◆ What you will do
Everything from the top of the data below through the line with "filename crates/network/src/parsers.rs" should be duplicated exactly, and nothing past it.

◆ Exercise input
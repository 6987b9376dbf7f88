//! Result and Error types for nucnet-chart

/// Type alias for `Result<T, chart::Error>`
pub type Result<T> = core::result::Result<T, Error>;

/// The error type for the `nucnet-chart` crate
#[derive(thiserror::Error, Debug)]
pub enum Error {
    #[error("failed input/output stream")]
    IOError(#[from] std::io::Error),

    #[error("failed CSV operation")]
    Csv(#[from] csv::Error),

    #[error("reference table \"{0}\" has no entries")]
    EmptyTable(String),

    #[error("isotope (z={z:?}, n={n:?}) is outside of the {rows:?}x{cols:?} grid")]
    OutOfBounds {
        z: i64,
        n: i64,
        rows: usize,
        cols: usize,
    },

    #[error("a {rows:?}x{cols:?} grid is too large")]
    GridTooLarge { rows: usize, cols: usize },
}
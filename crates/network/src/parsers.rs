//! Set of parser combinators for network file lines

// nom parser combinators
use nom::bytes::complete::{tag, take_until};
use nom::character::complete::{self, alpha1};
use nom::combinator::all_consuming;
use nom::sequence::{pair, preceded};
use nom::IResult;

/// Single species record as written in a network file
///
/// Every string maps to a record. Text that does not match any known shape is
/// returned with an empty symbol and no mass numbers, which the reader drops
/// before handing a network back.
#[derive(Debug, Default, Clone, PartialEq, Eq)]
pub struct Record {
    /// Element symbol as written, e.g. `fe`, `neut`
    pub symbol: String,
    /// Mass numbers for the element, may be empty
    pub isotopes: Vec<u32>,
}

impl Record {
    fn new(symbol: &str, isotopes: Vec<u32>) -> Self {
        Self {
            symbol: symbol.to_string(),
            isotopes,
        }
    }

    /// True for the fallback produced by unrecognised text
    pub fn is_unrecognised(&self) -> bool {
        self.symbol.is_empty()
    }
}

/// Classify one record of a network file
///
/// Recognised shapes, first match wins:
///
/// | Shape              | Example    | Result                 |
/// | ------------------ | ---------- | ---------------------- |
/// | bare symbol        | `neut`     | `("neut", [])`         |
/// | symbol and mass    | `fe54`     | `("fe", [54])`         |
/// | symbol and range   | `fe 52 54` | `("fe", [52, 53, 54])` |
///
/// Anything else gives an empty [Record].
///
/// ```rust
/// # use nucnet_network::classify;
/// let record = classify("he 3 4");
/// assert_eq!(record.symbol, "he");
/// assert_eq!(record.isotopes, vec![3, 4]);
///
/// assert!(classify("12fe34bar").is_unrecognised());
/// ```
pub fn classify(text: &str) -> Record {
    let tokens: Vec<&str> = text.split_whitespace().collect();

    let result = match tokens.as_slice() {
        [token] => bare_symbol(token).or_else(|_| symbol_with_mass(token)),
        [symbol, start, end] => mass_range(symbol, start, end),
        _ => return Record::default(),
    };

    match result {
        Ok((_, record)) => record,
        Err(_) => Record::default(),
    }
}

/// Purely alphabetic token, e.g. `neut`, `prot`
fn bare_symbol(i: &str) -> IResult<&str, Record> {
    let (i, symbol) = all_consuming(alpha1)(i)?;
    Ok((i, Record::new(symbol, Vec::new())))
}

/// Letters directly followed by a mass number, e.g. `fe54`, `al26-1`
fn symbol_with_mass(i: &str) -> IResult<&str, Record> {
    let (i, (symbol, mass)) = pair(alpha1, complete::u32)(i)?;
    Ok((i, Record::new(symbol, vec![mass])))
}

/// Symbol followed by an inclusive range of mass numbers, e.g. `fe 52 54`
fn mass_range<'a>(symbol: &'a str, start: &'a str, end: &'a str) -> IResult<&'a str, Record> {
    let (_, symbol) = all_consuming(alpha1)(symbol)?;
    let (_, start) = all_consuming(complete::u32)(start)?;
    let (i, end) = all_consuming(complete::u32)(end)?;
    Ok((i, Record::new(symbol, (start..=end).collect())))
}

/// Kinds of line found in a network file
#[derive(Debug, PartialEq, Eq)]
pub(crate) enum Line<'a> {
    /// Empty or whitespace only
    Blank,
    /// Full line comment starting with `!`
    Comment,
    /// Inclusion of another network file by name
    Include(Option<&'a str>),
    /// `add_iso(...)` with its argument
    AddIso(&'a str),
    /// `add_isos(...)` with its full argument list
    AddIsos(&'a str),
    /// Opening line of a species block with no content of its own
    Header,
    /// Closing parenthesis of a species block
    BlockEnd,
    /// Anything else, inline comments removed
    Record(&'a str),
}

/// Identify the kind of line
///
/// The opening `add_isos(` or `add_isos_and_reactions(` of a block is only
/// treated as a header while `header_seen` is false.
pub(crate) fn line_kind(line: &str, header_seen: bool) -> Line<'_> {
    if line.trim().is_empty() {
        Line::Blank
    } else if line.trim_start().starts_with('!') {
        Line::Comment
    } else if line.contains("include") {
        Line::Include(include_target(line))
    } else if let Some(argument) = call_argument(line, "add_iso(") {
        Line::AddIso(argument)
    } else if let Some(argument) = call_argument(line, "add_isos(") {
        Line::AddIsos(argument)
    } else if !header_seen && is_block_header(line) {
        Line::Header
    } else if line.contains(')') {
        Line::BlockEnd
    } else {
        Line::Record(strip_comment(line))
    }
}

/// Name of the file in an include directive, quotes removed
///
/// e.g. `include 'basic.net'` gives `basic.net`
pub(crate) fn include_target(line: &str) -> Option<&str> {
    line.split_whitespace()
        .nth(1)
        .map(|target| target.trim_matches(|c| c == '\'' || c == '"'))
        .filter(|target| !target.is_empty())
}

/// Text between the opening of `call` and the next closing parenthesis
///
/// Only matches when the closing parenthesis is on the same line.
pub(crate) fn call_argument<'a>(line: &'a str, call: &str) -> Option<&'a str> {
    call_parser(line, call).ok().map(|(_, argument)| argument)
}

fn call_parser<'a>(i: &'a str, call: &str) -> IResult<&'a str, &'a str> {
    let (i, _) = preceded(take_until(call), tag(call))(i)?;
    take_until(")")(i)
}

/// Split a multi-species argument list on comma-space boundaries
pub(crate) fn split_species(argument: &str) -> impl Iterator<Item = &str> {
    argument.split(", ")
}

/// Opening of an `add_isos(` or `add_isos_and_reactions(` block
fn is_block_header(line: &str) -> bool {
    line.contains("add_isos(") || line.contains("add_isos_and_reactions(")
}

/// Everything before an inline `!` comment
fn strip_comment(line: &str) -> &str {
    line.split_once('!').map_or(line, |(content, _)| content)
}

#[cfg(test)]
mod tests {
    use super::*;

    fn record(symbol: &str, isotopes: Vec<u32>) -> Record {
        Record::new(symbol, isotopes)
    }

    #[test]
    fn classify_bare_symbol() {
        assert_eq!(classify("neut"), record("neut", vec![]));
        assert_eq!(classify("  prot  "), record("prot", vec![]));
    }

    #[test]
    fn classify_symbol_with_mass() {
        assert_eq!(classify("fe54"), record("fe", vec![54]));
        assert_eq!(classify("h2"), record("h", vec![2]));
        assert_eq!(classify("al26-1"), record("al", vec![26]));
    }

    #[test]
    fn classify_mass_range() {
        assert_eq!(classify("he 3 4"), record("he", vec![3, 4]));
        assert_eq!(classify("fe 52 54"), record("fe", vec![52, 53, 54]));
        assert_eq!(classify("c 12 12"), record("c", vec![12]));
        // descending ranges are empty rather than reversed
        assert_eq!(classify("c 13 12"), record("c", vec![]));
    }

    #[test]
    fn classify_unrecognised() {
        assert_eq!(classify("12fe34bar"), Record::default());
        assert_eq!(classify(""), Record::default());
        assert_eq!(classify("54"), Record::default());
        assert_eq!(classify("fe 52"), Record::default());
        assert_eq!(classify("fe 52 x"), Record::default());
        assert_eq!(classify("fe2 52 54"), Record::default());
        assert_eq!(classify("fe 52 54 56"), Record::default());
        assert!(classify("add_iso(").is_unrecognised());
    }

    #[test]
    fn line_kinds() {
        assert_eq!(line_kind("\n", false), Line::Blank);
        assert_eq!(line_kind("    ", false), Line::Blank);
        assert_eq!(line_kind("   ! comment", false), Line::Comment);
        assert_eq!(
            line_kind("      include 'basic.net'", false),
            Line::Include(Some("basic.net"))
        );
        assert_eq!(line_kind("include", false), Line::Include(None));
        assert_eq!(line_kind("   add_iso(fe56)", false), Line::AddIso("fe56"));
        assert_eq!(
            line_kind("add_isos(h1, he 3 4)", true),
            Line::AddIsos("h1, he 3 4")
        );
        assert_eq!(line_kind("   add_isos(", false), Line::Header);
        assert_eq!(line_kind("add_isos_and_reactions(", false), Line::Header);
        assert_eq!(line_kind("   )", false), Line::BlockEnd);
        assert_eq!(line_kind("  fe56 ! iron", false), Line::Record("  fe56 "));
        assert_eq!(line_kind("  fe56", false), Line::Record("  fe56"));
    }

    #[test]
    fn header_only_recognised_once() {
        // without a closing parenthesis a second header is just a record
        assert_eq!(line_kind("add_isos(", true), Line::Record("add_isos("));
    }

    #[test]
    fn call_argument_needs_closing_parenthesis() {
        assert_eq!(call_argument("add_iso(co56)", "add_iso("), Some("co56"));
        assert_eq!(call_argument("add_iso(co56", "add_iso("), None);
        assert_eq!(call_argument("add_isos(co56)", "add_iso("), None);
    }

    #[test]
    fn split_species_on_comma_space() {
        let pieces: Vec<&str> = split_species("h1, he 3 4, neut").collect();
        assert_eq!(pieces, vec!["h1", "he 3 4", "neut"]);
    }
}
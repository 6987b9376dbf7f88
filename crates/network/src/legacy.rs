//! Frozen definitions of the historical `approx` networks
//!
//! These networks are reproduced exactly and never read from disk, since their
//! files are not guaranteed to exist in a MESA installation.

/// Species of a frozen network as `(symbol, mass numbers)`
pub(crate) type Species = &'static [(&'static str, &'static [u32])];

const APPROX19: Species = &[
    ("neut", &[]),
    ("h", &[1]),
    ("he", &[3, 4]),
    ("c", &[12]),
    ("n", &[14]),
    ("o", &[16]),
    ("ne", &[20]),
    ("mg", &[24]),
    ("si", &[28]),
    ("s", &[32]),
    ("ar", &[36]),
    ("ca", &[40]),
    ("ti", &[44]),
    ("cr", &[48]),
    ("fe", &[52, 54]),
    ("ni", &[56]),
];

const APPROX20: Species = &[
    ("neut", &[]),
    ("h", &[1]),
    ("he", &[3, 4]),
    ("c", &[12]),
    ("n", &[14]),
    ("o", &[16]),
    ("ne", &[20]),
    ("mg", &[24]),
    ("si", &[28]),
    ("s", &[32]),
    ("ar", &[36]),
    ("ca", &[40]),
    ("ti", &[44]),
    ("cr", &[48]),
    ("fe", &[52, 54, 56]),
    ("ni", &[56]),
];

const APPROX21: Species = &[
    ("neut", &[]),
    ("h", &[1]),
    ("he", &[3, 4]),
    ("c", &[12]),
    ("n", &[14]),
    ("o", &[16]),
    ("ne", &[20]),
    ("mg", &[24]),
    ("si", &[28]),
    ("s", &[32]),
    ("ar", &[36]),
    ("ca", &[40]),
    ("ti", &[44]),
    ("cr", &[48, 56]),
    ("fe", &[52, 54, 56]),
    ("ni", &[56]),
];

/// Lookup of file name to frozen species list
const LEGACY_NETWORKS: &[(&str, Species)] = &[
    ("approx19.net", APPROX19),
    ("approx20.net", APPROX20),
    ("approx21.net", APPROX21),
];

/// Find the frozen species for an exact network file name
pub(crate) fn legacy_network(file_name: &str) -> Option<Species> {
    LEGACY_NETWORKS
        .iter()
        .find(|(name, _)| *name == file_name)
        .map(|(_, species)| *species)
}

◆ Solution for this task
repository 6987b9376dbf7f88
//! Result and Error types for nucnet-chart

/// Type alias for `Result<T, chart::Error>`
pub type Result<T> = core::result::Result<T, Error>;

/// The error type for the `nucnet-chart` crate
#[derive(thiserror::Error, Debug)]
pub enum Error {
    #[error("failed input/output stream")]
    IOError(#[from] std::io::Error),

    #[error("failed CSV operation")]
    Csv(#[from] csv::Error),

    #[error("reference table \"{0}\" has no entries")]
    EmptyTable(String),

    #[error("isotope (z={z:?}, n={n:?}) is outside of the {rows:?}x{cols:?} grid")]
    OutOfBounds {
        z: i64,
        n: i64,
        rows: usize,
        cols: usize,
    },

    #[error("a {rows:?}x{cols:?} grid is too large")]
    GridTooLarge { rows: usize, cols: usize },
}
filename crates/network/src/parsers.rs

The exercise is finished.